Thursday, June 17, 2010

Bringing it back!

Good afternoon,
It's been about a year since my last post, but in the meantime, I have been actively engaged in Facebook and I have dabbled in Twitter. I don't care much for the latter, however.

The MCs Talk Shop Facebook page is doing quite well, and I have had the opportunity to reach a lot of folks with small, useful posts. However, I still believe blogging allows a writer to reach more deeper into a topic for discussion. So, I am bringing back the Talk Shop blog! Care to join me?

This weekend is Father's Day, and I have been thinking all day about doing some creative writing about my dad. We are taught at DINFOS to write personality features. I think this would be a cool time to employ some of that from memory and write about the man who raised me. Stay tuned for this posting. I would love to hear what you have to say about your "pops"!

Have a good one,
Senior Weatherspoon

Monday, July 27, 2009

The inverted pyramid ... still necessary?

As mentioned in the Facebook page, I am questioning the relevancy of the inverted pyramid. DINFOS taught us that the inverted pyramid was born during the Civil War. We all adopted it. We have used it for so many years. But, I ask now, is it still needed? How many of our news stories actually end up in newspapers? For the most part, we are uploading the news into Navy Newsstand.

In my opinion, the inverted pyramid still meets the needs of today's readers no matter if they get their news on the Internet, in newspapers or even on their phones. We all claim we are too busy to read a whole story.

So, what are the parts of a news story: Lead, Bridge, Body ...
1. Lead contains the who, what, when and where at a minimum. Sometimes the why and how are available; they should be included if possible.
2. The bridge contains other important facts. Remember WAITS? What does WAITS stand for?
  • W- the five W or H not found in the lead
  • A- attribution (a quote)
  • I- identification ... remember the impersonal who? We can discuss that at a different time.
  • T- tie-back to a previous story or event
  • S- secondary information of significant importance.

3. The body contains other lesser-important details in descending order of importance.

Happy writing ... look forward to reading them all.

Today's photo comes to us from Mr. Joseph P. Cirone -- an interesting photo.

Have a great day!

Thursday, July 23, 2009

Welcome USS Hawaii (SSN 776)

Aloha, USS Hawaii and crew! Welcome to Pearl Harbor.

Better yet, great job Hawaii-based MCs, who pulled together to cover such a wonderful event. From shooting video to shooting stills to escorting media, the MCs here made it happen. We had folks on the sub, in a helo, in a tower and on the pier.

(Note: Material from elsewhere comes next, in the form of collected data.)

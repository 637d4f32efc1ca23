use syn::parse::Parser;
use syn::{Lit, Meta, punctuated::Punctuated, token::Comma};

/// Struct-level `#[query(...)]` settings.
#[derive(Debug, Clone, Default, PartialEq, Eq)]
pub struct ModelAttributes {
    pub table: Option<String>,
    pub limit: Option<u64>,
}

/// Field-level `#[query(...)]` flags.
#[derive(Debug, Clone, Copy, Default, PartialEq, Eq)]
pub struct FieldFlags {
    pub filterable: bool,
    pub sortable: bool,
    pub searchable: bool,
    pub date: bool,
    pub soft_delete: bool,
    pub primary_key: bool,
}

fn query_metas(attrs: &[syn::Attribute]) -> Result<Vec<Meta>, syn::Error> {
    let mut metas = Vec::new();
    for attr in attrs {
        if !attr.path().is_ident("query") {
            continue;
        }
        let Meta::List(meta_list) = &attr.meta else {
            return Err(syn::Error::new_spanned(
                attr,
                "expected `#[query(...)]`",
            ));
        };
        metas.extend(Punctuated::<Meta, Comma>::parse_terminated.parse2(meta_list.tokens.clone())?);
    }
    Ok(metas)
}

/// Parses `#[query(table = "...", limit = N)]` on the model struct.
pub(crate) fn parse_model_attributes(
    attrs: &[syn::Attribute],
) -> Result<ModelAttributes, syn::Error> {
    let mut model = ModelAttributes::default();

    for meta in query_metas(attrs)? {
        let Meta::NameValue(nv) = &meta else {
            return Err(syn::Error::new_spanned(
                &meta,
                "expected `table = \"...\"` or `limit = N`",
            ));
        };
        let syn::Expr::Lit(expr_lit) = &nv.value else {
            return Err(syn::Error::new_spanned(&nv.value, "expected a literal"));
        };

        match &expr_lit.lit {
            Lit::Str(s) if nv.path.is_ident("table") => model.table = Some(s.value()),
            Lit::Int(i) if nv.path.is_ident("limit") => {
                let limit = i.base10_parse::<u64>()?;
                if limit == 0 {
                    return Err(syn::Error::new_spanned(i, "`limit` must be positive"));
                }
                model.limit = Some(limit);
            }
            _ => {
                return Err(syn::Error::new_spanned(
                    &nv.path,
                    "unknown `query` attribute, expected `table = \"...\"` or `limit = N`",
                ));
            }
        }
    }

    Ok(model)
}

/// Parses the `#[query(...)]` flags of one field. `primary_key` also comes
/// from `#[sea_orm(primary_key)]`.
pub(crate) fn parse_field_flags(field: &syn::Field) -> Result<FieldFlags, syn::Error> {
    let mut flags = FieldFlags {
        primary_key: has_sea_orm_flag(&field.attrs, "primary_key"),
        ..FieldFlags::default()
    };

    for meta in query_metas(&field.attrs)? {
        let Meta::Path(path) = &meta else {
            return Err(syn::Error::new_spanned(
                &meta,
                "expected a flag such as `filterable`",
            ));
        };
        let flag = if path.is_ident("filterable") {
            &mut flags.filterable
        } else if path.is_ident("sortable") {
            &mut flags.sortable
        } else if path.is_ident("searchable") {
            &mut flags.searchable
        } else if path.is_ident("date") {
            &mut flags.date
        } else if path.is_ident("soft_delete") {
            &mut flags.soft_delete
        } else if path.is_ident("primary_key") {
            &mut flags.primary_key
        } else {
            return Err(syn::Error::new_spanned(
                path,
                "unknown `query` flag, expected one of: filterable, sortable, searchable, date, soft_delete, primary_key",
            ));
        };
        *flag = true;
    }

    Ok(flags)
}

fn sea_orm_metas(attrs: &[syn::Attribute]) -> impl Iterator<Item = Meta> + '_ {
    attrs
        .iter()
        .filter(|attr| attr.path().is_ident("sea_orm"))
        .filter_map(|attr| match &attr.meta {
            Meta::List(meta_list) => {
                Punctuated::<Meta, Comma>::parse_terminated.parse2(meta_list.tokens.clone()).ok()
            }
            _ => None,
        })
        .flatten()
}

fn sea_orm_string(attrs: &[syn::Attribute], key: &str) -> Option<String> {
    sea_orm_metas(attrs).find_map(|meta| {
        if let Meta::NameValue(nv) = meta
            && nv.path.is_ident(key)
            && let syn::Expr::Lit(expr_lit) = &nv.value
            && let Lit::Str(s) = &expr_lit.lit
        {
            Some(s.value())
        } else {
            None
        }
    })
}

fn has_sea_orm_flag(attrs: &[syn::Attribute], key: &str) -> bool {
    sea_orm_metas(attrs).any(|meta| matches!(meta, Meta::Path(path) if path.is_ident(key)))
}

/// Extracts the table name from Sea-ORM attributes.
/// Looks for `#[sea_orm(table_name = "...")]` attribute.
pub(crate) fn extract_table_name(attrs: &[syn::Attribute]) -> Option<String> {
    sea_orm_string(attrs, "table_name")
}

/// The database column of a field: `#[sea_orm(column_name = "...")]` or the
/// field name.
pub(crate) fn column_name(field: &syn::Field) -> Option<String> {
    sea_orm_string(&field.attrs, "column_name")
        .or_else(|| field.ident.as_ref().map(ToString::to_string))
}
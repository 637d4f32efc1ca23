//! Field and scope whitelists.
//!
//! A resource declares four independent pattern sets. Each pattern is one of:
//!
//! - an exact name (`name`, `team.name`)
//! - `*`, allowing everything in that set
//! - a nested wildcard (`team.*`), allowing any single field below the prefix
//!
//! Wildcard patterns are matched against the full requested path, so
//! `team.*` allows `team.name` but not `team.owner.name` or `myteam.name`.

use regex::Regex;

/// Allow-all pattern.
pub const WILDCARD: &str = "*";

/// Returns whether `requested` is allowed by any of `allowed`.
#[must_use]
pub fn is_whitelisted<S: AsRef<str>>(requested: &str, allowed: &[S]) -> bool {
    if allowed.iter().any(|pattern| pattern.as_ref() == WILDCARD) {
        return true;
    }
    if allowed.iter().any(|pattern| pattern.as_ref() == requested) {
        return true;
    }
    if !requested.contains('.') {
        return false;
    }

    allowed
        .iter()
        .map(AsRef::as_ref)
        .filter(|pattern| pattern.contains(".*"))
        .filter_map(wildcard_regex)
        .any(|regex| regex.is_match(requested))
}

/// Translate a `prefix.*` pattern into an anchored regex. Literal parts are
/// escaped and every `.*` becomes one `\.(\w+)` segment.
fn wildcard_regex(pattern: &str) -> Option<Regex> {
    let body = pattern
        .split(".*")
        .map(regex::escape)
        .collect::<Vec<_>>()
        .join(r"\.(\w+)");

    match Regex::new(&format!("^{body}$")) {
        Ok(regex) => Some(regex),
        Err(e) => {
            tracing::warn!(pattern, error = %e, "Ignoring unusable whitelist pattern");
            None
        }
    }
}

/// The per-resource allow lists, immutable once the resource is defined.
#[derive(Debug, Clone, Default, PartialEq, Eq)]
pub struct Whitelist {
    pub filterable_by: Vec<String>,
    pub sortable_by: Vec<String>,
    pub searchable_by: Vec<String>,
    pub exposed_scopes: Vec<String>,
}

impl Whitelist {
    #[must_use]
    pub fn new() -> Self {
        Self::default()
    }

    #[must_use]
    pub fn can_filter(&self, field: &str) -> bool {
        is_whitelisted(field, &self.filterable_by)
    }

    #[must_use]
    pub fn can_sort(&self, field: &str) -> bool {
        is_whitelisted(field, &self.sortable_by)
    }

    #[must_use]
    pub fn can_search(&self, field: &str) -> bool {
        is_whitelisted(field, &self.searchable_by)
    }

    #[must_use]
    pub fn exposes_scope(&self, name: &str) -> bool {
        is_whitelisted(name, &self.exposed_scopes)
    }
}
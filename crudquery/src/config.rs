//! Query configuration shared by every resource built with it.
//!
//! The struct deserializes with `#[serde(default)]`, so any subset of keys can
//! come from the application's configuration source:
//!
//! ```rust,ignore
//! let config: QueryConfig = serde_json::from_str(r#"{"max_nested_depth": 2}"#)?;
//! ```

use serde::Deserialize;

/// Default maximum number of logical `nested` levels in a filter tree.
pub const DEFAULT_MAX_NESTED_DEPTH: usize = 1;

/// Default page size when a request omits `limit` or sends a non-positive one.
pub const DEFAULT_LIMIT: u64 = 15;

#[derive(Debug, Clone, PartialEq, Eq, Deserialize)]
#[serde(default)]
pub struct QueryConfig {
    /// Deepest `nested` filter group a request may send.
    pub max_nested_depth: usize,
    /// Search case sensitivity when the request does not specify it.
    pub case_sensitive_search: bool,
    /// Page size used when the resource does not set its own.
    pub default_limit: u64,
    /// Upper bound for a requested page size.
    pub max_limit: Option<u64>,
}

impl Default for QueryConfig {
    fn default() -> Self {
        Self {
            max_nested_depth: DEFAULT_MAX_NESTED_DEPTH,
            case_sensitive_search: false,
            default_limit: DEFAULT_LIMIT,
            max_limit: None,
        }
    }
}

impl QueryConfig {
    #[must_use]
    pub fn with_max_nested_depth(mut self, depth: usize) -> Self {
        self.max_nested_depth = depth;
        self
    }

    #[must_use]
    pub fn with_case_sensitive_search(mut self, case_sensitive: bool) -> Self {
        self.case_sensitive_search = case_sensitive;
        self
    }

    #[must_use]
    pub fn with_default_limit(mut self, limit: u64) -> Self {
        self.default_limit = limit;
        self
    }

    #[must_use]
    pub fn with_max_limit(mut self, limit: u64) -> Self {
        self.max_limit = Some(limit);
        self
    }
}
//! Validation error collection
//!
//! Every rule the params validator checks reports into a [`ValidationErrors`]
//! collection keyed by the request path of the offending value
//! (`filters.0.nested.1.field`, `sort.2.direction`, ...). Nothing is applied to
//! the query unless the collection stays empty.

use serde::Serialize;
use std::fmt;

/// One rejected request value
#[derive(Debug, Clone, PartialEq, Eq, Serialize)]
pub struct ValidationError {
    /// Dotted request path, `filters.1.value.0`
    pub field: String,
    pub message: String,
}

impl ValidationError {
    #[must_use]
    pub fn new(field: impl Into<String>, message: impl Into<String>) -> Self {
        Self {
            field: field.into(),
            message: message.into(),
        }
    }
}

impl fmt::Display for ValidationError {
    fn fmt(&self, f: &mut fmt::Formatter<'_>) -> fmt::Result {
        write!(f, "{}: {}", self.field, self.message)
    }
}

impl std::error::Error for ValidationError {}

/// Every rule failure of one request, in the order the request was walked.
#[derive(Debug, Clone, Default, Serialize)]
#[serde(transparent)]
pub struct ValidationErrors {
    errors: Vec<ValidationError>,
}

impl ValidationErrors {
    #[must_use]
    pub fn new() -> Self {
        Self { errors: Vec::new() }
    }

    pub fn add(&mut self, error: ValidationError) {
        self.errors.push(error);
    }

    /// Record a failure at `field`
    pub fn push(&mut self, field: impl Into<String>, message: impl Into<String>) {
        self.errors.push(ValidationError::new(field, message));
    }

    #[must_use]
    pub fn is_empty(&self) -> bool {
        self.errors.is_empty()
    }

    #[must_use]
    pub fn len(&self) -> usize {
        self.errors.len()
    }

    /// Request paths that failed, duplicates included
    pub fn fields(&self) -> impl Iterator<Item = &str> {
        self.errors.iter().map(|error| error.field.as_str())
    }

    #[must_use]
    pub fn into_vec(self) -> Vec<ValidationError> {
        self.errors
    }

    /// `Ok` when nothing was recorded.
    ///
    /// # Errors
    ///
    /// Returns `self` when at least one rule failed.
    pub fn result(self) -> Result<(), Self> {
        if self.is_empty() { Ok(()) } else { Err(self) }
    }
}

impl fmt::Display for ValidationErrors {
    fn fmt(&self, f: &mut fmt::Formatter<'_>) -> fmt::Result {
        let joined: Vec<String> = self.errors.iter().map(ToString::to_string).collect();
        write!(f, "{}", joined.join("; "))
    }
}

impl std::error::Error for ValidationErrors {}
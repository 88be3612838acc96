//! Main control loop: toggle, arm, spin, repeat.

use void::Void;

use crate::error::Error;
use crate::gpio::{GpioPort, Pin};
use crate::led::{Led, UserLed};
use crate::timer::{Completion, OneshotBridge, OneshotTimer};

// - constants ----------------------------------------------------------------

/// Pin toggled by the main loop on every cycle.
pub const BLINK_PIN: Pin = Pin::new(0);

/// Pin toggled from the timer callback on each firing.
pub const HEARTBEAT_PIN: Pin = Pin::new(3);

/// Number of pins configured as outputs at startup.
pub const OUTPUT_PINS: u8 = 4;

/// Blink half-period.
pub const BLINK_INTERVAL_MS: u32 = 500;

// - Shared -------------------------------------------------------------------

/// State the interrupt-context callback works on: the heartbeat LED and
/// the completion flag.
pub struct Shared<G> {
    heartbeat: UserLed<G>,
    done: Completion,
}

impl<G: GpioPort> Shared<G> {
    pub fn new(port: G) -> Self {
        Self {
            heartbeat: UserLed::new(port, HEARTBEAT_PIN),
            done: Completion::new(),
        }
    }

    pub fn done(&self) -> &Completion {
        &self.done
    }
}

/// Timer-fired callback. Runs in interrupt context: toggles the
/// heartbeat LED, signals the flag, nothing else. `user_data` is the
/// `&'static Shared` registered at subscription.
fn heartbeat_callback<G: GpioPort>(_: usize, _: usize, _: usize, user_data: *mut ()) {
    let shared = unsafe { &*(user_data as *const Shared<G>) };
    shared.heartbeat.toggle();
    shared.done.signal();
}

// - BlinkApp -----------------------------------------------------------------

#[derive(Debug, Clone, Copy, PartialEq, Eq)]
enum Phase {
    Toggling,
    Waiting,
}

/// The fixed blink pattern: toggle [`BLINK_PIN`], arm a one-shot for
/// [`BLINK_INTERVAL_MS`], spin until it fires, repeat forever.
pub struct BlinkApp<G: 'static, T> {
    port: G,
    bridge: OneshotBridge<T>,
    shared: &'static Shared<G>,
    phase: Phase,
}

impl<G, T> BlinkApp<G, T>
where
    G: GpioPort,
    T: OneshotTimer,
{
    pub fn new(port: G, timer: T, shared: &'static Shared<G>) -> Self {
        Self {
            port,
            bridge: OneshotBridge::new(timer),
            shared,
            phase: Phase::Toggling,
        }
    }

    /// Configure pins `0..OUTPUT_PINS` as outputs and drive them all
    /// high.
    pub fn init(&mut self) -> Result<(), Error> {
        for index in 0..OUTPUT_PINS {
            let pin = Pin::new(index);
            self.port.enable_output(pin)?;
            self.port.set(pin)?;
        }
        Ok(())
    }

    /// Toggling state: flip the blink pin and arm the next one-shot.
    pub fn begin_cycle(&mut self) -> Result<(), Error> {
        self.port.toggle(BLINK_PIN)?;
        self.bridge.subscribe(heartbeat_callback::<G>, self.shared)?;
        self.bridge.arm_oneshot(BLINK_INTERVAL_MS)?;
        self.phase = Phase::Waiting;
        Ok(())
    }

    /// Waiting state, non-blocking variant: `WouldBlock` until the
    /// one-shot has fired; on completion the flag is reset and the loop
    /// is back in its toggling state.
    pub fn try_complete(&mut self) -> nb::Result<(), Void> {
        self.bridge.poll_fired(&self.shared.done)?;
        self.phase = Phase::Toggling;
        Ok(())
    }

    /// Run the blink loop forever. Only an error escapes.
    pub fn run(&mut self) -> Result<Void, Error> {
        self.init()?;
        loop {
            self.begin_cycle()?;
            self.bridge.wait_for(&self.shared.done);
            self.phase = Phase::Toggling;
        }
    }

    /// True while blocked on an armed one-shot.
    pub fn is_waiting(&self) -> bool {
        self.phase == Phase::Waiting
    }
}

// - tests --------------------------------------------------------------------

#[cfg(test)]
mod tests {
    use super::*;
    use crate::sim::{SimPort, SimTimer};

    fn fixture() -> (
        &'static SimPort,
        &'static SimTimer,
        BlinkApp<&'static SimPort, &'static SimTimer>,
    ) {
        let port = &*Box::leak(Box::new(SimPort::new()));
        let timer = &*Box::leak(Box::new(SimTimer::new()));
        let shared = &*Box::leak(Box::new(Shared::new(port)));
        (port, timer, BlinkApp::new(port, timer, shared))
    }

    #[test]
    fn init_drives_all_pins_high() {
        let (port, _timer, mut app) = fixture();
        app.init().unwrap();

        for index in 0..OUTPUT_PINS {
            let pin = Pin::new(index);
            assert!(port.is_output(pin));
            assert!(port.level(pin));
        }
    }

    #[test]
    fn full_cycle_toggles_blink_and_heartbeat() {
        let (port, timer, mut app) = fixture();
        app.init().unwrap();

        app.begin_cycle().unwrap();
        assert!(!port.level(BLINK_PIN));
        assert!(app.is_waiting());
        assert_eq!(Err(nb::Error::WouldBlock), app.try_complete());

        timer.advance(499);
        assert_eq!(Err(nb::Error::WouldBlock), app.try_complete());
        assert_eq!(0, port.toggle_count(HEARTBEAT_PIN));

        timer.advance(1);
        assert_eq!(1, port.toggle_count(HEARTBEAT_PIN));
        assert_eq!(Ok(()), app.try_complete());
        assert!(!app.is_waiting());

        app.begin_cycle().unwrap();
        assert!(port.level(BLINK_PIN));
        timer.advance(500);
        assert_eq!(Ok(()), app.try_complete());
        assert_eq!(2, port.toggle_count(HEARTBEAT_PIN));
    }

    #[test]
    fn flag_resets_between_cycles() {
        let (_port, timer, mut app) = fixture();
        app.init().unwrap();

        app.begin_cycle().unwrap();
        timer.advance(500);
        assert!(app.shared.done().is_set());
        app.try_complete().unwrap();
        assert!(!app.shared.done().is_set());
    }

    #[test]
    fn cycle_cannot_be_rearmed_while_waiting() {
        let (_port, _timer, mut app) = fixture();
        app.init().unwrap();

        app.begin_cycle().unwrap();
        assert_eq!(Err(Error::AlreadyArmed), app.begin_cycle());
    }
}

If you would like to check out the coverage, visit

The photo here was shot by MC2(AW) Meagan Klein. Can you see Diamondhead in the background? Great job, Shipmates!

Wednesday, July 22, 2009

Adding a Facebook page

Hey everyone. It seems that this blog needs to give birth to a FB page to complement what I am trying to do here. Join me there ... and here :)

Saturday, July 18, 2009

Our history ... historic or historical

Aloha, Shipmates. Tonight I am chilling out watching the Military Channel -- more specifically, a documentary on the Battle of Gettysburg. I have been to this historic battlefield several times, and I have taken tours from battlefield historians. But, tonight, my focus was directed toward the soldiers and the many civilians who took time to document this battle. I would say, my friends, that as Navy journalists, we have the responsibility of ensuring that today's conflicts and events are documented for future generations. How cool is that?

Today, we also welcome social media, which, if you ask me, is another means by which we can tell our story. Have any of you created a blog to tell about your experiences? Anyone in your respective commands? I think there are ways to take these blogs and publish them. Again, how cool is this?

COMPACFLT public affairs is working on an aggregator for Navy blogs. We not only want to highlight command blogs, but quality blogs from our shipmates, who are are writing about their personal experiences. If you know if any, please pass that on to us. Thanks.
Would love to hear more about how our MCs are using social media to tell the Navy story. Rumor has it, guidance is in the works by our PA/VI leadership; so if some of you are being held back from using social media, your time may come soon. Nonetheless, MCPON is even on Facebook. Check it out.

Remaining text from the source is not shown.